// SPDX-FileCopyrightText: 2025 Hyperpolymath
// SPDX-License-Identifier: PMPL-1.0-or-later

//! Form submission guard.
//!
//! Wires the pieces together in the order a form uses them:
//!
//! 1. every keystroke is screened with [`detect_xss`] and dropped if it trips
//! 2. on submit, a filled honeypot silently discards the submission
//! 3. any string field still carrying an XSS pattern rejects the submission
//! 4. the schema validates and normalizes the data
//! 5. the form's rate limiter records the attempt, or refuses it
//!
//! Guards are built once at startup ([`GuardSet::from_config`]) and handed to
//! the forms that need them.

use crate::clock::Clock;
use crate::config::Config;
use crate::honeypot::Honeypot;
use crate::limiter::{RateLimitStatus, RateLimiter};
use crate::sanitizer::detect_xss;
use crate::schema::{
    checkout_schema, join_path, login_schema, newsletter_schema, validate_form, FieldErrors,
    Schema, ValidationResult, FORM_PATH,
};
use crate::store::KeyValueStore;
use serde::Serialize;
use serde_json::Value;
use std::fmt;
use std::str::FromStr;
use std::sync::Arc;
use tracing::{debug, info, warn};

/// The storefront forms that are guarded.
#[derive(Debug, Clone, Copy, PartialEq, Eq, Hash)]
pub enum FormKind {
    Newsletter,
    Checkout,
    Login,
}

impl FormKind {
    pub const ALL: [FormKind; 3] = [FormKind::Newsletter, FormKind::Checkout, FormKind::Login];

    /// Logical limiter key.
    pub fn key(&self) -> &'static str {
        match self {
            FormKind::Newsletter => "newsletter",
            FormKind::Checkout => "checkout",
            FormKind::Login => "login",
        }
    }

    fn schema(&self, clock: Arc<dyn Clock>) -> Schema {
        match self {
            FormKind::Newsletter => newsletter_schema(),
            FormKind::Checkout => checkout_schema(clock),
            FormKind::Login => login_schema(),
        }
    }
}

impl fmt::Display for FormKind {
    fn fmt(&self, f: &mut fmt::Formatter<'_>) -> fmt::Result {
        f.write_str(self.key())
    }
}

impl FromStr for FormKind {
    type Err = String;

    fn from_str(s: &str) -> Result<Self, Self::Err> {
        FormKind::ALL
            .into_iter()
            .find(|kind| kind.key().eq_ignore_ascii_case(s.trim()))
            .ok_or_else(|| format!("unknown form {s:?}, expected newsletter, checkout or login"))
    }
}

/// Result of a guarded submission.
#[derive(Debug, Clone, PartialEq, Serialize)]
#[serde(tag = "outcome", rename_all = "camelCase")]
pub enum SubmissionOutcome {
    /// Passed every check; `data` is the normalized form to submit
    Accepted { data: Value },
    /// Honeypot filled. Show success, submit nothing.
    Discarded,
    /// A field carried an XSS pattern
    #[serde(rename_all = "camelCase")]
    Rejected { field: String, message_key: &'static str },
    /// Schema validation failed
    Invalid { errors: FieldErrors },
    /// Too many attempts in the window
    #[serde(rename_all = "camelCase")]
    RateLimited {
        message_key: &'static str,
        retry_after_secs: u64,
        retry_after_minutes: u64,
    },
}

impl SubmissionOutcome {
    /// Whether the user should be shown a success state. True for discarded
    /// bot submissions so the bot learns nothing.
    pub fn appears_successful(&self) -> bool {
        matches!(
            self,
            SubmissionOutcome::Accepted { .. } | SubmissionOutcome::Discarded
        )
    }

    fn rate_limited(status: &RateLimitStatus) -> Self {
        SubmissionOutcome::RateLimited {
            message_key: "errors.rateLimited",
            retry_after_secs: status.retry_after_secs(),
            retry_after_minutes: status.retry_after_minutes(),
        }
    }
}

/// Guard for one form.
#[derive(Debug, Clone)]
pub struct FormGuard {
    name: String,
    schema: Schema,
    limiter: RateLimiter,
    honeypot: Honeypot,
}

impl FormGuard {
    pub fn new(name: impl Into<String>, schema: Schema, limiter: RateLimiter) -> Self {
        Self {
            name: name.into(),
            schema,
            limiter,
            honeypot: Honeypot::new(),
        }
    }

    /// Replace the randomly chosen honeypot.
    pub fn with_honeypot(mut self, honeypot: Honeypot) -> Self {
        self.honeypot = honeypot;
        self
    }

    /// Build the guard for a stock storefront form.
    pub fn for_form(
        kind: FormKind,
        config: &Config,
        store: Arc<dyn KeyValueStore>,
        clock: Arc<dyn Clock>,
    ) -> Self {
        let rule = match kind {
            FormKind::Newsletter => config.limits.newsletter,
            FormKind::Checkout => config.limits.checkout,
            FormKind::Login => config.limits.login,
        };
        let limiter = RateLimiter::from_rule(kind.key(), rule, store, clock.clone())
            .with_key_prefix(&config.key_prefix);
        Self::new(kind.key(), kind.schema(clock), limiter)
    }

    pub fn name(&self) -> &str {
        &self.name
    }

    /// Name of the hidden decoy input to render.
    pub fn honeypot_field(&self) -> &'static str {
        self.honeypot.field_name()
    }

    pub fn limiter(&self) -> &RateLimiter {
        &self.limiter
    }

    /// Keystroke check: false means the new value must be discarded, not
    /// stored or cleaned.
    pub fn screen_keystroke(&self, field: &str, value: &str) -> bool {
        if detect_xss(value) {
            warn!(form = %self.name, field, "Keystroke rejected: XSS pattern");
            return false;
        }
        true
    }

    /// Run a submission through every check. Only an accepted submission
    /// consumes a rate-limit attempt.
    pub fn submit(&self, form: &Value) -> SubmissionOutcome {
        if !self.honeypot.validate_form(form) {
            info!(form = %self.name, "Honeypot filled, discarding submission");
            return SubmissionOutcome::Discarded;
        }

        if let Some(field) = first_xss_field("", form) {
            warn!(form = %self.name, field = %field, "Submission rejected: XSS pattern");
            return SubmissionOutcome::Rejected {
                field,
                message_key: "validation.invalidCharacters",
            };
        }

        let data = match validate_form(&self.schema, form) {
            ValidationResult::Valid(data) => data,
            ValidationResult::Invalid(errors) => {
                debug!(form = %self.name, failed = errors.len(), "Submission invalid");
                return SubmissionOutcome::Invalid { errors };
            }
        };

        if !self.limiter.attempt() {
            let status = self.limiter.check();
            info!(
                form = %self.name,
                retry_after_secs = status.retry_after_secs(),
                "Submission rate limited"
            );
            return SubmissionOutcome::rate_limited(&status);
        }

        debug!(form = %self.name, "Submission accepted");
        SubmissionOutcome::Accepted { data }
    }

    /// Current limiter state, without consuming an attempt.
    pub fn status(&self) -> RateLimitStatus {
        self.limiter.check()
    }

    /// Clear the limiter record.
    pub fn reset(&self) {
        self.limiter.reset();
    }
}

/// Dotted path of the first string leaf that trips [`detect_xss`].
fn first_xss_field(prefix: &str, value: &Value) -> Option<String> {
    match value {
        Value::String(s) if detect_xss(s) => Some(if prefix.is_empty() {
            FORM_PATH.to_string()
        } else {
            prefix.to_string()
        }),
        Value::Object(map) => map
            .iter()
            .find_map(|(key, v)| first_xss_field(&join_path(prefix, key), v)),
        Value::Array(items) => items
            .iter()
            .enumerate()
            .find_map(|(i, v)| first_xss_field(&join_path(prefix, &i.to_string()), v)),
        _ => None,
    }
}

/// The storefront's guards, one per form, sharing a store and clock.
#[derive(Debug, Clone)]
pub struct GuardSet {
    pub newsletter: FormGuard,
    pub checkout: FormGuard,
    pub login: FormGuard,
}

impl GuardSet {
    pub fn from_config(
        config: &Config,
        store: Arc<dyn KeyValueStore>,
        clock: Arc<dyn Clock>,
    ) -> Self {
        Self {
            newsletter: FormGuard::for_form(FormKind::Newsletter, config, store.clone(), clock.clone()),
            checkout: FormGuard::for_form(FormKind::Checkout, config, store.clone(), clock.clone()),
            login: FormGuard::for_form(FormKind::Login, config, store, clock),
        }
    }

    pub fn get(&self, kind: FormKind) -> &FormGuard {
        match kind {
            FormKind::Newsletter => &self.newsletter,
            FormKind::Checkout => &self.checkout,
            FormKind::Login => &self.login,
        }
    }
}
==*==
## [PROBLEM STATEMENT]
Retype exactly the lines from the first line of the records above through the line containing "use crate::config::Config;", both included, and nothing else.

## [ANSWER BELOW]
// SPDX-FileCopyrightText: 2025 Hyperpolymath
// SPDX-License-Identifier: PMPL-1.0-or-later

//! Form submission guard.
//!
//! Wires the pieces together in the order a form uses them:
//!
//! 1. every keystroke is screened with [`detect_xss`] and dropped if it trips
//! 2. on submit, a filled honeypot silently discards the submission
//! 3. any string field still carrying an XSS pattern rejects the submission
//! 4. the schema validates and normalizes the data
//! 5. the form's rate limiter records the attempt, or refuses it
//!
//! Guards are built once at startup ([`GuardSet::from_config`]) and handed to
//! the forms that need them.

use crate::clock::Clock;
use crate::config::Config;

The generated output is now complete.